Journal of Pharmacy And Bioallied Sciences

CASE REPORT
Year
: 2016  |  Volume : 8  |  Issue : 5  |  Page : 171--174

Rehabilitation of complicated crown-root fracture by invisible approach


V Leela Rani1, S Rajalingam2, R Hemalatha3, J Jananee4,  
1 Department of Pedodontics and Preventive Dentistry, Karpaga Vinayaga Institute of Dental Sciences, Kanchipuram, Tamil Nadu, India
2 Department of Orthodontics and Dentofacial Orthopedics, Asan Memorial Dental College and Hospital, Chengalpet, Kanchipuram, Tamil Nadu, India
3 Department of Periodontics, Karpaga Vinayaga Institute of Dental Sciences, Kanchipuram, Tamil Nadu, India
4 Department of Oral Maxillofacial Pathology, Asan Memorial Dental College and Hospital, Chengalpet, Kanchipuram, Tamil Nadu, India

Correspondence Address:
Dr. V Leela Rani
Department of Pedodontics and Preventive Dentistry, Karpaga Vinayaga Institute of Dental Sciences, Kanchipuram, Tamil Nadu
India

Abstract

Dental trauma is one of the most common and significant problems met in all dental offices almost every day. In particular, injury to the anterior teeth is more vulnerable as it may affect the psychosocial behavior, severe emotional complications can occur leading to disturbances in their mental attitude. Cosmetic (lingual) orthodontics is the recent development in the field of dentistry in the last few decades. Patients are more concerned about their appearance during the treatment and are affected by psychosocial issues because of labially placed brackets, thus leading to the evolution of lingual orthodontic appliances. In this article, we are sharing our clinical experience treating a complicated crown-root fracture using the lingual orthodontic technique.



How to cite this article:
Rani V L, Rajalingam S, Hemalatha R, Jananee J. Rehabilitation of complicated crown-root fracture by invisible approach.J Pharm Bioall Sci 2016;8:171-174


How to cite this URL:
Rani V L, Rajalingam S, Hemalatha R, Jananee J. Rehabilitation of complicated crown-root fracture by invisible approach.
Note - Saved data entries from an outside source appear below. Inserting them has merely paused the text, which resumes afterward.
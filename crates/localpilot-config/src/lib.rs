//! # Localpilot Configuration Library
//!
//! Typed configuration for the Localpilot editor assistant. The host
//! extension hands us its current configuration object; we hand back a
//! replacement populated with local-only Ollama models, context providers,
//! and slash commands.
//!
//! Everything here points at a loopback Ollama endpoint. No descriptor in
//! any built-in profile references a remote host, and telemetry is always
//! disabled.
//!
//! ## Quick Start
//!
//! ```rust
//! use localpilot_config::{AssistantConfig, Profile};
//!
//! let config = Profile::Workstation.modify(AssistantConfig::default());
//! assert_eq!(config.models.len(), 3);
//! assert!(!config.allow_anonymous_telemetry);
//! assert!(config.references_only_loopback());
//! ```

#![warn(missing_docs)]
#![warn(clippy::all)]

mod components;
mod config;
mod profiles;

pub use components::*;
pub use config::*;
pub use profiles::*;
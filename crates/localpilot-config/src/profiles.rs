//! Built-in configuration profiles
//!
//! A profile is a complete, self-contained assistant configuration. Applying
//! one replaces whatever the host passed in; profiles are mutually exclusive
//! presets, never composed or merged.

use schemars::JsonSchema;
use serde::{Deserialize, Serialize};
use std::fmt;
use std::str::FromStr;
use tracing::debug;

use crate::components::{
    ContextProviderConfig, ContextProviderKind, CustomCommandConfig, EmbeddingsProviderConfig,
    ModelConfig, SlashCommandConfig,
};
use crate::config::AssistantConfig;

/// Error returned when a profile name does not match a known profile
#[derive(Debug, Clone, PartialEq, Eq, thiserror::Error)]
#[error("unknown profile '{0}', expected 'workstation' or 'minimal'")]
pub struct UnknownProfileError(pub String);

/// A built-in configuration preset
#[derive(Debug, Clone, Copy, Default, Serialize, Deserialize, PartialEq, Eq, JsonSchema)]
#[serde(rename_all = "lowercase")]
pub enum Profile {
    /// Full setup: three chat models, custom commands, indexed docs
    #[default]
    Workstation,
    /// Reduced setup: two chat models, built-in commands only
    Minimal,
}

impl Profile {
    /// Get the profile name as a string
    pub fn as_str(&self) -> &'static str {
        match self {
            Self::Workstation => "workstation",
            Self::Minimal => "minimal",
        }
    }

    /// Replace the host's configuration with this profile
    ///
    /// The prior contents of `base` are discarded, not inspected or merged,
    /// so the result is identical for every input. Applying a profile to its
    /// own output is a no-op.
    pub fn modify(self, _base: AssistantConfig) -> AssistantConfig {
        debug!(profile = self.as_str(), "applying configuration profile");
        match self {
            Self::Workstation => workstation(),
            Self::Minimal => minimal(),
        }
    }
}

impl fmt::Display for Profile {
    fn fmt(&self, f: &mut fmt::Formatter<'_>) -> fmt::Result {
        f.write_str(self.as_str())
    }
}

impl FromStr for Profile {
    type Err = UnknownProfileError;

    fn from_str(s: &str) -> Result<Self, Self::Err> {
        match s {
            "workstation" => Ok(Self::Workstation),
            "minimal" => Ok(Self::Minimal),
            other => Err(UnknownProfileError(other.to_string())),
        }
    }
}

/// All seven context providers, enabled with empty parameters
fn all_context_providers() -> Vec<ContextProviderConfig> {
    ContextProviderKind::all()
        .into_iter()
        .map(ContextProviderConfig::new)
        .collect()
}

/// The full workstation preset
fn workstation() -> AssistantConfig {
    AssistantConfig {
        models: vec![
            // DeepSeek for coding (primary)
            ModelConfig::new("DeepSeek Coder (Code)", "deepseek-coder:6.7b"),
            // Llama for general questions
            ModelConfig::new("Llama 3.2 3B (Chat)", "llama3.2:3b"),
            ModelConfig::new("Llama 3.1 8B (Local)", "llama3.1:8b"),
        ],
        tab_autocomplete_model: Some(ModelConfig::new(
            "DeepSeek Autocomplete",
            "deepseek-coder:6.7b",
        )),
        embeddings_provider: Some(EmbeddingsProviderConfig::default()),
        context_providers: all_context_providers(),
        slash_commands: vec![
            SlashCommandConfig::new("edit", "Edit selected code"),
            SlashCommandConfig::new("comment", "Write comments for code"),
            SlashCommandConfig::new("share", "Export chat to markdown"),
            SlashCommandConfig::new("cmd", "Generate a shell command"),
            SlashCommandConfig::new("commit", "Generate git commit message"),
        ],
        custom_commands: vec![
            CustomCommandConfig::new(
                "test",
                "Write comprehensive unit tests for the selected code using pytest. \
                 Include edge cases and docstrings.",
                "Generate unit tests",
            ),
            CustomCommandConfig::new(
                "docstring",
                "Add a Google-style docstring to this function/class with Args, Returns, \
                 and Examples sections.",
                "Add docstring",
            ),
            CustomCommandConfig::new(
                "optimize",
                "Analyze this code for performance issues and suggest optimizations. \
                 Consider time complexity, space complexity, and Python best practices.",
                "Optimize code",
            ),
            CustomCommandConfig::new(
                "explain",
                "Explain what this code does in detail, including algorithms, data \
                 structures, and design patterns used.",
                "Explain code",
            ),
            CustomCommandConfig::new(
                "snowflake",
                "Convert this code to work with Snowflake using snowflake-ml-python or \
                 snowflake-connector-python.",
                "Snowflake integration",
            ),
        ],
        allow_anonymous_telemetry: false,
        docs: vec![
            "https://docs.snowflake.com/".to_string(),
            "https://scikit-learn.org/stable/".to_string(),
            "https://fastapi.tiangolo.com/".to_string(),
            "https://pandas.pydata.org/docs/".to_string(),
        ],
    }
}

/// The reduced preset: same local-only policy, fewer entries
fn minimal() -> AssistantConfig {
    AssistantConfig {
        models: vec![
            ModelConfig::new("DeepSeek Coder (Code)", "deepseek-coder:6.7b"),
            ModelConfig::new("Llama 3.2 3B (Chat)", "llama3.2:3b"),
        ],
        tab_autocomplete_model: Some(ModelConfig::new(
            "DeepSeek Autocomplete",
            "deepseek-coder:6.7b",
        )),
        embeddings_provider: Some(EmbeddingsProviderConfig::default()),
        context_providers: all_context_providers(),
        slash_commands: vec![
            SlashCommandConfig::new("edit", "Edit selected code"),
            SlashCommandConfig::new("comment", "Write comments for code"),
            SlashCommandConfig::new("cmd", "Generate a shell command"),
            SlashCommandConfig::new("commit", "Generate git commit message"),
        ],
        custom_commands: Vec::new(),
        allow_anonymous_telemetry: false,
        docs: Vec::new(),
    }
}
use std::net::SocketAddr;
use std::path::PathBuf;
use std::sync::Arc;
use std::time::Duration;

use relaybox::api::{self, AppState};
use relaybox::config::Config;
use relaybox::controller::RelayController;
use relaybox::ingress::push_file;
use relaybox::transport::SftpTransport;
use tokio::sync::oneshot;
use tracing::{info, warn};

type AnyError = Box<dyn std::error::Error + Send + Sync + 'static>;

/// Start the relay and the operator API; stop both on Ctrl+C / SIGTERM
pub async fn run(config_path: Option<PathBuf>, api_addr: Option<SocketAddr>) -> Result<(), AnyError> {
    info!("Loading configuration");
    let config = Config::load(config_path).map_err(|e| format!("Failed to load config: {e}"))?;
    let api_addr = api_addr.unwrap_or(config.api_addr);

    let controller = Arc::new(RelayController::new(Arc::new(SftpTransport::new())));
    controller.start(Some(config)).await?;

    // The API stops accepting requests first, then the relay drains
    let (stopped_tx, stopped_rx) = oneshot::channel::<()>();
    let shutdown = async move {
        api::shutdown_signal().await;
        let _ = stopped_tx.send(());
    };

    let served = api::run(api_addr, AppState::new(controller.clone()), shutdown).await;
    if stopped_rx.await.is_err() {
        warn!("Operator API ended before a shutdown signal");
    }

    let report = controller.stop().await;
    for job in &report.incomplete {
        warn!(job_id = %job.job_id, file = %job.file_name, "Relay job left incomplete at shutdown");
    }
    info!(drained = report.drained, incomplete = report.incomplete.len(), "Shutdown complete");

    served
}

pub fn check_config(config_path: Option<PathBuf>) -> Result<(), AnyError> {
    let config = Config::load(config_path)?;
    println!("{}", serde_json::to_string_pretty(&config.redacted())?);
    Ok(())
}

pub async fn push(file: PathBuf, addr: SocketAddr, timeout_secs: u64) -> Result<(), AnyError> {
    let size = push_file(addr, &file, Duration::from_secs(timeout_secs)).await?;
    println!("sent {} ({size} bytes) to {addr}", file.display());
    Ok(())
}
use super::models::Config;
use config::{ConfigError, Environment, File};
use std::env;
use std::path::{Path, PathBuf};

const CONFIG_ENV_VAR: &str = "RELAYBOX_CONFIG";
const DEFAULT_CONFIG_PATH: &str = "config/relaybox.json";
const ENV_PREFIX: &str = "RELAYBOX";
const ENV_SEPARATOR: &str = "__";

/// Resolve the configuration file path: explicit path, `RELAYBOX_CONFIG`, or the default
pub fn config_path(explicit: Option<PathBuf>) -> PathBuf {
    explicit
        .or_else(|| env::var(CONFIG_ENV_VAR).ok().map(PathBuf::from))
        .unwrap_or_else(|| PathBuf::from(DEFAULT_CONFIG_PATH))
}

/// Load configuration from multiple sources with priority:
/// 1. Defaults (embedded in structs)
/// 2. JSON or TOML file (if exists)
/// 3. Environment variables from .env file (via dotenvy)
/// 4. System environment variables (highest priority)
pub fn load(explicit: Option<PathBuf>) -> Result<Config, ConfigError> {
    // A missing .env file is normal
    let _ = dotenvy::dotenv();

    load_from_sources(&config_path(explicit))
}

/// Load configuration from a specific path and environment
pub fn load_from_sources(config_path: &Path) -> Result<Config, ConfigError> {
    let mut builder = config::Config::builder();

    if config_path.exists() {
        tracing::info!("Loading configuration from: {}", config_path.display());
        builder = builder.add_source(File::from(config_path).required(false));
    } else {
        tracing::warn!(
            "Configuration file not found at {}, using defaults and environment overrides",
            config_path.display()
        );
    }

    // RELAYBOX__SERVER_PORT -> server_port, RELAYBOX__LIMITS__MAX_CONNECTIONS -> limits.max_connections
    builder = builder.add_source(
        Environment::with_prefix(ENV_PREFIX)
            .prefix_separator(ENV_SEPARATOR)
            .separator(ENV_SEPARATOR)
            .try_parsing(true),
    );

    let config = builder.build()?;
    config.try_deserialize()
}

/// Parse a configuration document supplied directly (e.g. over the operator API)
pub fn from_json(value: serde_json::Value) -> Result<Config, serde_json::Error> {
    serde_json::from_value(value)
}

#[cfg(test)]
mod tests {
    use super::super::models::TargetSpec;
    use super::*;
    use std::fs;
    use tempfile::TempDir;

    #[test]
    fn test_load_defaults_only() {
        let temp_dir = TempDir::new().unwrap();
        let config_path = temp_dir.path().join("nonexistent.json");

        let config = load_from_sources(&config_path).unwrap();
        assert_eq!(config.server_port, 8000);
        assert!(config.destinations.is_empty());
        assert_eq!(config.default_target, TargetSpec::All);
    }

    #[test]
    fn test_load_gateway_json() {
        let temp_dir = TempDir::new().unwrap();
        let config_path = temp_dir.path().join("relay.json");

        let json = r#"{
            "incoming_dir": "/home/root/incoming",
            "outgoing_dir": "/home/root/outgoing",
            "log_dir": "/home/root/logs",
            "destinations": [
                {"name": "zc1", "address": "192.168.1.106", "user": "raspberry",
                 "credential": "env:ZC1_PASS", "target_dir": "/home/raspberry/received_files"},
                {"name": "zc3", "ip": "192.168.1.118", "user": "dev1", "port": 2200,
                 "password": "file:/run/secrets/zc3", "target_dir": "/home/dev1/received_files"}
            ],
            "file_patterns": {
                "zc1_": ["zc1"],
                "zc13_": ["zc1", "zc3"],
                "all_": "all"
            },
            "default_target": ["zc1"],
            "server_port": 8001,
            "sftp_port": 2222,
            "limits": {"quiescence_ms": 250, "max_file_bytes": "16MB"}
        }"#;
        fs::write(&config_path, json).unwrap();

        let config = load_from_sources(&config_path).unwrap();

        assert_eq!(config.server_port, 8001);
        assert_eq!(config.sftp_port, 2222);
        assert_eq!(config.destinations.len(), 2);
        assert_eq!(config.destinations[1].address, "192.168.1.118");
        assert_eq!(config.destinations[1].port, Some(2200));
        assert_eq!(config.default_target, TargetSpec::Names(vec!["zc1".into()]));
        assert_eq!(config.limits.quiescence_ms, 250);
        assert_eq!(config.limits.max_file_bytes.as_u64(), 16 * 1024 * 1024);

        let prefixes: Vec<&str> = config
            .file_patterns
            .rules()
            .iter()
            .map(|r| r.prefix.as_str())
            .collect();
        assert_eq!(prefixes, vec!["zc1_", "zc13_", "all_"]);
    }

    #[test]
    fn test_from_json_document() {
        let value = serde_json::json!({
            "incoming_dir": "/in",
            "destinations": [],
            "default_target": "all"
        });

        let config = from_json(value).unwrap();
        assert_eq!(config.incoming_dir, PathBuf::from("/in"));
        assert_eq!(config.log_dir, PathBuf::from("logs"));
    }
}
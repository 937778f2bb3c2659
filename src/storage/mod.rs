//! Outgoing archive: one copy of every relayed source file
//! Uses Apache Arrow object_store crate

use object_store::{ObjectStore, WriteMultipart, local::LocalFileSystem, path::Path as StoragePath};
use std::path::{Path, PathBuf};
use std::sync::Arc;
use thiserror::Error;
use tokio::io::AsyncReadExt;

const CHUNK_BYTES: usize = 1024 * 1024;

#[derive(Debug, Error)]
pub enum ArchiveError {
    #[error("Cannot read {path}: {source}")]
    Read {
        path: PathBuf,
        #[source]
        source: std::io::Error,
    },

    #[error("Invalid archive key: {0}")]
    InvalidKey(String),

    #[error("Object store error: {0}")]
    ObjectStoreError(#[from] object_store::Error),
}

/// Storage result type
pub type Result<T> = std::result::Result<T, ArchiveError>;

/// Metadata returned after archiving
#[derive(Debug, Clone)]
pub struct ArchivedCopy {
    pub key: String,
    pub size: u64,
}

/// Archive store wrapping object_store
///
/// Copies are keyed by file name; a later job for the same name replaces the
/// previous copy, matching the drop-in-place behavior of an outgoing folder.
#[derive(Clone)]
pub struct OutgoingArchive {
    store: Arc<dyn ObjectStore>,
}

impl OutgoingArchive {
    /// Create archive with any object_store backend
    pub fn new(store: Arc<dyn ObjectStore>) -> Self {
        Self { store }
    }

    /// Archive into a local directory, created if missing
    pub fn local(dir: &Path) -> Result<Self> {
        std::fs::create_dir_all(dir).map_err(|source| ArchiveError::Read {
            path: dir.to_path_buf(),
            source,
        })?;
        let store = LocalFileSystem::new_with_prefix(dir)?;
        Ok(Self::new(Arc::new(store)))
    }

    /// Create in-memory archive for testing
    pub fn in_memory() -> Self {
        Self::new(Arc::new(object_store::memory::InMemory::new()))
    }

    /// Stream a local file into the archive under `file_name`
    pub async fn archive(&self, source: &Path, file_name: &str) -> Result<ArchivedCopy> {
        let key = StoragePath::parse(file_name).map_err(|_| ArchiveError::InvalidKey(file_name.to_string()))?;
        let mut file = tokio::fs::File::open(source).await.map_err(|e| ArchiveError::Read {
            path: source.to_path_buf(),
            source: e,
        })?;

        let upload = self.store.put_multipart(&key).await?;
        let mut writer = WriteMultipart::new(upload);
        let mut buf = vec![0u8; CHUNK_BYTES];
        let mut size = 0u64;

        loop {
            let n = match file.read(&mut buf).await {
                Ok(n) => n,
                Err(e) => {
                    writer.abort().await?;
                    return Err(ArchiveError::Read {
                        path: source.to_path_buf(),
                        source: e,
                    });
                }
            };
            if n == 0 {
                break;
            }
            writer.wait_for_capacity(4).await?;
            writer.write(&buf[..n]);
            size += n as u64;
        }
        writer.finish().await?;

        tracing::info!(key = %key, size, "Archived outgoing copy");

        Ok(ArchivedCopy {
            key: key.to_string(),
            size,
        })
    }
}

#[cfg(test)]
impl OutgoingArchive {
    /// Check if a copy exists
    pub async fn exists(&self, file_name: &str) -> Result<bool> {
        let key = StoragePath::parse(file_name).map_err(|_| ArchiveError::InvalidKey(file_name.to_string()))?;

        match self.store.head(&key).await {
            Ok(_) => Ok(true),
            Err(object_store::Error::NotFound { .. }) => Ok(false),
            Err(e) => Err(e.into()),
        }
    }

    /// Read a copy back
    pub async fn read(&self, file_name: &str) -> Result<Vec<u8>> {
        let key = StoragePath::parse(file_name).map_err(|_| ArchiveError::InvalidKey(file_name.to_string()))?;
        let bytes = self.store.get(&key).await?.bytes().await?;
        Ok(bytes.to_vec())
    }
}
use serde::Serialize;
use std::path::{Path, PathBuf};
use tracing::{info, warn};
use uuid::Uuid;

use super::IngressError;
use crate::queue::JobIntake;
use crate::worker::Ingress;

/// Metadata file shipped inside every bundle; never relayed
pub const BUNDLE_METADATA_FILE: &str = "config.json";

#[derive(Debug, Clone, Default, Serialize)]
pub struct BundleReport {
    pub submitted: Vec<SubmittedFile>,
    pub skipped: Vec<PathBuf>,
    pub failed: Vec<FailedFile>,
}

#[derive(Debug, Clone, Serialize)]
pub struct SubmittedFile {
    pub path: PathBuf,
    pub job_id: Uuid,
}

#[derive(Debug, Clone, Serialize)]
pub struct FailedFile {
    pub path: PathBuf,
    pub error: String,
}

/// Relay every file of an already extracted bundle, one job per file
///
/// Walks `dir` recursively. Files named `config.json` at any depth are
/// skipped. A file that cannot be submitted is reported and does not stop
/// the rest of the bundle.
pub async fn relay_bundle(dir: &Path, intake: &JobIntake) -> Result<BundleReport, IngressError> {
    let files = collect_files(dir).await?;
    let mut report = BundleReport::default();

    for (path, size) in files {
        if path.file_name().is_some_and(|n| n == BUNDLE_METADATA_FILE) {
            report.skipped.push(path);
            continue;
        }
        match intake.submit(&path, size, Ingress::Bundle).await {
            Ok(job) => report.submitted.push(SubmittedFile {
                path,
                job_id: job.job_id,
            }),
            Err(e) => {
                warn!(path = %path.display(), error = %e, "Bundle file not relayed");
                report.failed.push(FailedFile {
                    path,
                    error: e.to_string(),
                });
            }
        }
    }

    info!(
        dir = %dir.display(),
        submitted = report.submitted.len(),
        skipped = report.skipped.len(),
        failed = report.failed.len(),
        "Bundle relay queued"
    );
    Ok(report)
}

/// Regular files under `dir`, sorted by path
async fn collect_files(dir: &Path) -> Result<Vec<(PathBuf, u64)>, IngressError> {
    let mut files = Vec::new();
    let mut stack = vec![dir.to_path_buf()];

    while let Some(current) = stack.pop() {
        let directory_err = |source| IngressError::Directory {
            path: current.clone(),
            source,
        };
        let mut entries = tokio::fs::read_dir(&current).await.map_err(directory_err)?;
        while let Some(entry) = entries.next_entry().await.map_err(directory_err)? {
            let path = entry.path();
            let metadata = match tokio::fs::metadata(&path).await {
                Ok(m) => m,
                Err(e) => {
                    warn!(path = %path.display(), error = %e, "Skipping unreadable bundle entry");
                    continue;
                }
            };
            if metadata.is_dir() {
                stack.push(path);
            } else if metadata.is_file() {
                files.push((path, metadata.len()));
            }
        }
    }

    files.sort();
    Ok(files)
}

#[cfg(test)]
mod tests {
    use super::*;
    use tempfile::TempDir;

    #[tokio::test]
    async fn test_collect_files_recursive_sorted() {
        let temp = TempDir::new().unwrap();
        let root = temp.path();
        std::fs::create_dir_all(root.join("nested/deeper")).unwrap();
        std::fs::write(root.join("b.bin"), b"b").unwrap();
        std::fs::write(root.join("config.json"), b"{}").unwrap();
        std::fs::write(root.join("nested/a.bin"), b"aa").unwrap();
        std::fs::write(root.join("nested/deeper/c.bin"), b"ccc").unwrap();

        let files = collect_files(root).await.unwrap();
        let names: Vec<String> = files
            .iter()
            .map(|(p, _)| p.strip_prefix(root).unwrap().display().to_string())
            .collect();
        assert_eq!(names, vec!["b.bin", "config.json", "nested/a.bin", "nested/deeper/c.bin"]);
        assert_eq!(files[3].1, 3);
    }

    #[tokio::test]
    async fn test_missing_dir() {
        let err = collect_files(Path::new("/no/such/bundle")).await.unwrap_err();
        assert!(matches!(err, IngressError::Directory { .. }));
    }
}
J Pharm Bioall Sci [serial online] 2016 [cited 2020 Aug 7 ];8:171-174
Available from: http://www.jpbsonline.org/text.asp?2016/8/5/171/191952


Full Text

Dental trauma, in which the fracture line evolves in the crown portion of the tooth, extends apically into the root in an oblique direction is referred to as crown-root fracture. Depending on whether or not the pulp is involved, such fractures are further divided as complicated or uncomplicated. About 5% of all dental traumas is found to be associated with crown-root fractures.[1] Subgingival fracture of a tooth presents a challenging restorative problem and requires effective assessment for treatment. A fractured tooth presents a multifaceted problem which warrants a multidisciplinary treatment. There are handful options for the management.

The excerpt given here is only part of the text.